▽

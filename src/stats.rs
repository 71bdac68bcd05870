use hdrhistogram::Histogram;
use serde::Serialize;

use crate::error::IngestError;

#[derive(Clone, Debug, Default, Serialize)]
pub struct GateCounters {
    pub published: u64,
    pub suppressed_no_estimate: u64,
    pub suppressed_contributors: u64,
    pub suppressed_quality: u64,
    pub faults: u64,
}

impl GateCounters {
    pub fn suppressed_total(&self) -> u64 {
        self.suppressed_no_estimate
            + self.suppressed_contributors
            + self.suppressed_quality
            + self.faults
    }

    pub fn publish_rate(&self) -> f64 {
        let denom = self.published + self.suppressed_total();
        if denom == 0 {
            return 0.0;
        }
        (self.published as f64) / (denom as f64)
    }
}

#[derive(Clone, Debug, Default, Serialize)]
pub struct IngestCounters {
    pub accepted: u64,
    pub rejected_not_delegated: u64,
    pub rejected_unknown_station: u64,
    pub rejected_invalid: u64,
    pub rejected_inactive: u64,
}

impl IngestCounters {
    pub fn rejected_total(&self) -> u64 {
        self.rejected_not_delegated
            + self.rejected_unknown_station
            + self.rejected_invalid
            + self.rejected_inactive
    }

    pub fn note(&mut self, result: &Result<(), IngestError>) {
        match result {
            Ok(()) => self.accepted += 1,
            Err(IngestError::NotDelegated(_)) => self.rejected_not_delegated += 1,
            Err(IngestError::UnknownStation(_)) => self.rejected_unknown_station += 1,
            Err(IngestError::InvalidSensorType { .. }) | Err(IngestError::InvalidInput(_)) => {
                self.rejected_invalid += 1
            }
            Err(IngestError::NodeInactive) => self.rejected_inactive += 1,
        }
    }
}

#[derive(Clone, Debug)]
pub struct Histo {
    inner: Histogram<u64>,
}

impl Default for Histo {
    fn default() -> Self {
        Self {
            inner: Histogram::new(3).expect("histo"),
        }
    }
}

impl Histo {
    pub fn record(&mut self, v: u64) {
        let _ = self.inner.record(v.max(1));
    }

    pub fn p50(&self) -> u64 {
        self.inner.value_at_quantile(0.50)
    }

    pub fn p95(&self) -> u64 {
        self.inner.value_at_quantile(0.95)
    }

    pub fn p99(&self) -> u64 {
        self.inner.value_at_quantile(0.99)
    }

    pub fn max(&self) -> u64 {
        self.inner.max()
    }

    pub fn count(&self) -> u64 {
        self.inner.len()
    }

    pub fn summary(&self) -> HistoSummary {
        HistoSummary {
            p50: self.p50(),
            p95: self.p95(),
            p99: self.p99(),
            max: self.max(),
            count: self.count(),
        }
    }
}

#[derive(Clone, Copy, Debug, Default, Serialize)]
pub struct HistoSummary {
    pub p50: u64,
    pub p95: u64,
    pub p99: u64,
    pub max: u64,
    pub count: u64,
}

#[derive(Clone, Debug, Default)]
pub struct EngineStats {
    pub gate: GateCounters,
    pub ingest: IngestCounters,
    pub ticks: u64,
    pub ticks_skipped: u64,
    pub purged_readings: u64,
    /// Wall time of one full evaluation pass, milliseconds.
    pub cycle_duration_ms: Histo,
}

impl EngineStats {
    pub fn snapshot(&self) -> StatsSnapshot {
        StatsSnapshot {
            gate: self.gate.clone(),
            ingest: self.ingest.clone(),
            ticks: self.ticks,
            ticks_skipped: self.ticks_skipped,
            purged_readings: self.purged_readings,
            cycle_duration_ms: self.cycle_duration_ms.summary(),
        }
    }
}

#[derive(Clone, Debug, Serialize)]
pub struct StatsSnapshot {
    pub gate: GateCounters,
    pub ingest: IngestCounters,
    pub ticks: u64,
    pub ticks_skipped: u64,
    pub purged_readings: u64,
    pub cycle_duration_ms: HistoSummary,
}
//! Trixel management node primitives.
//!
//! This crate implements the server side of a privacy-aware environmental
//! sensor network: it buffers raw station readings per (trixel, sensor type),
//! folds them through a pluggable privatization strategy on a fixed cadence,
//! and only publishes an estimate once enough distinct stations stand behind
//! it. Delegation of trixels is pulled from a lookup service and can change
//! at any time.

pub mod config;
pub mod delegation;
pub mod engine;
pub mod error;
pub mod lookup;
pub mod node;
pub mod observation;
pub mod privatizer;
pub mod purger;
pub mod stations;
pub mod stats;
pub mod store;
pub mod types;

pub use crate::node::{NodeStatus, TmsNode};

△

(PROBLEM REQUIREMENTS) Restate every entry exactly. Leave nothing out.

(FINISHED TASK)
filename src/stats.rs
repository 71bdac68bcd05870
use hdrhistogram::Histogram;
use serde::Serialize;

use crate::error::IngestError;

#[derive(Clone, Debug, Default, Serialize)]
pub struct GateCounters {
    pub published: u64,
    pub suppressed_no_estimate: u64,
    pub suppressed_contributors: u64,
    pub suppressed_quality: u64,
    pub faults: u64,
}

impl GateCounters {
    pub fn suppressed_total(&self) -> u64 {
        self.suppressed_no_estimate
            + self.suppressed_contributors
            + self.suppressed_quality
            + self.faults
    }

    pub fn publish_rate(&self) -> f64 {
        let denom = self.published + self.suppressed_total();
        if denom == 0 {
            return 0.0;
        }
        (self.published as f64) / (denom as f64)
    }
}

#[derive(Clone, Debug, Default, Serialize)]
pub struct IngestCounters {
    pub accepted: u64,
    pub rejected_not_delegated: u64,
    pub rejected_unknown_station: u64,
    pub rejected_invalid: u64,
    pub rejected_inactive: u64,
}

impl IngestCounters {
    pub fn rejected_total(&self) -> u64 {
        self.rejected_not_delegated
            + self.rejected_unknown_station
            + self.rejected_invalid
            + self.rejected_inactive
    }

    pub fn note(&mut self, result: &Result<(), IngestError>) {
        match result {
            Ok(()) => self.accepted += 1,
            Err(IngestError::NotDelegated(_)) => self.rejected_not_delegated += 1,
            Err(IngestError::UnknownStation(_)) => self.rejected_unknown_station += 1,
            Err(IngestError::InvalidSensorType { .. }) | Err(IngestError::InvalidInput(_)) => {
                self.rejected_invalid += 1
            }
            Err(IngestError::NodeInactive) => self.rejected_inactive += 1,
        }
    }
}

#[derive(Clone, Debug)]
pub struct Histo {
    inner: Histogram<u64>,
}

impl Default for Histo {
    fn default() -> Self {
        Self {
            inner: Histogram::new(3).expect("histo"),
        }
    }
}

impl Histo {
    pub fn record(&mut self, v: u64) {
        let _ = self.inner.record(v.max(1));
    }

    pub fn p50(&self) -> u64 {
        self.inner.value_at_quantile(0.50)
    }

    pub fn p95(&self) -> u64 {
        self.inner.value_at_quantile(0.95)
    }

    pub fn p99(&self) -> u64 {
        self.inner.value_at_quantile(0.99)
    }

    pub fn max(&self) -> u64 {
        self.inner.max()
    }

    pub fn count(&self) -> u64 {
        self.inner.len()
    }

    pub fn summary(&self) -> HistoSummary {
        HistoSummary {
            p50: self.p50(),
            p95: self.p95(),
            p99: self.p99(),
            max: self.max(),
            count: self.count(),
        }
    }
}

#[derive(Clone, Copy, Debug, Default, Serialize)]
pub struct HistoSummary {
    pub p50: u64,
    pub p95: u64,
    pub p99: u64,
    pub max: u64,
    pub count: u64,
}

#[derive(Clone, Debug, Default)]
pub struct EngineStats {
    pub gate: GateCounters,
    pub ingest: IngestCounters,
    pub ticks: u64,
    pub ticks_skipped: u64,
    pub purged_readings: u64,
    /// Wall time of one full evaluation pass, milliseconds.
    pub cycle_duration_ms: Histo,
}

impl EngineStats {
    pub fn snapshot(&self) -> StatsSnapshot {
        StatsSnapshot {
            gate: self.gate.clone(),
            ingest: self.ingest.clone(),
            ticks: self.ticks,
            ticks_skipped: self.ticks_skipped,
            purged_readings: self.purged_readings,
            cycle_duration_ms: self.cycle_duration_ms.summary(),
        }
    }
}

#[derive(Clone, Debug, Serialize)]
pub struct StatsSnapshot {
    pub gate: GateCounters,
    pub ingest: IngestCounters,
    pub ticks: u64,
    pub ticks_skipped: u64,
    pub purged_readings: u64,
    pub cycle_duration_ms: HistoSummary,
}
//! Trixel management node primitives.
//!
//! This crate implements the server side of a privacy-aware environmental
//! sensor network: it buffers raw station readings per (trixel, sensor type),
//! folds them through a pluggable privatization strategy on a fixed cadence,
//! and only publishes an estimate once enough distinct stations stand behind
//! it. Delegation of trixels is pulled from a lookup service and can change
//! at any time.

pub mod config;
pub mod delegation;
pub mod engine;
pub mod error;
pub mod lookup;
pub mod node;
pub mod observation;
pub mod privatizer;
pub mod purger;
pub mod stations;
pub mod stats;
pub mod store;
pub mod types;

pub use crate::node::{NodeStatus, TmsNode};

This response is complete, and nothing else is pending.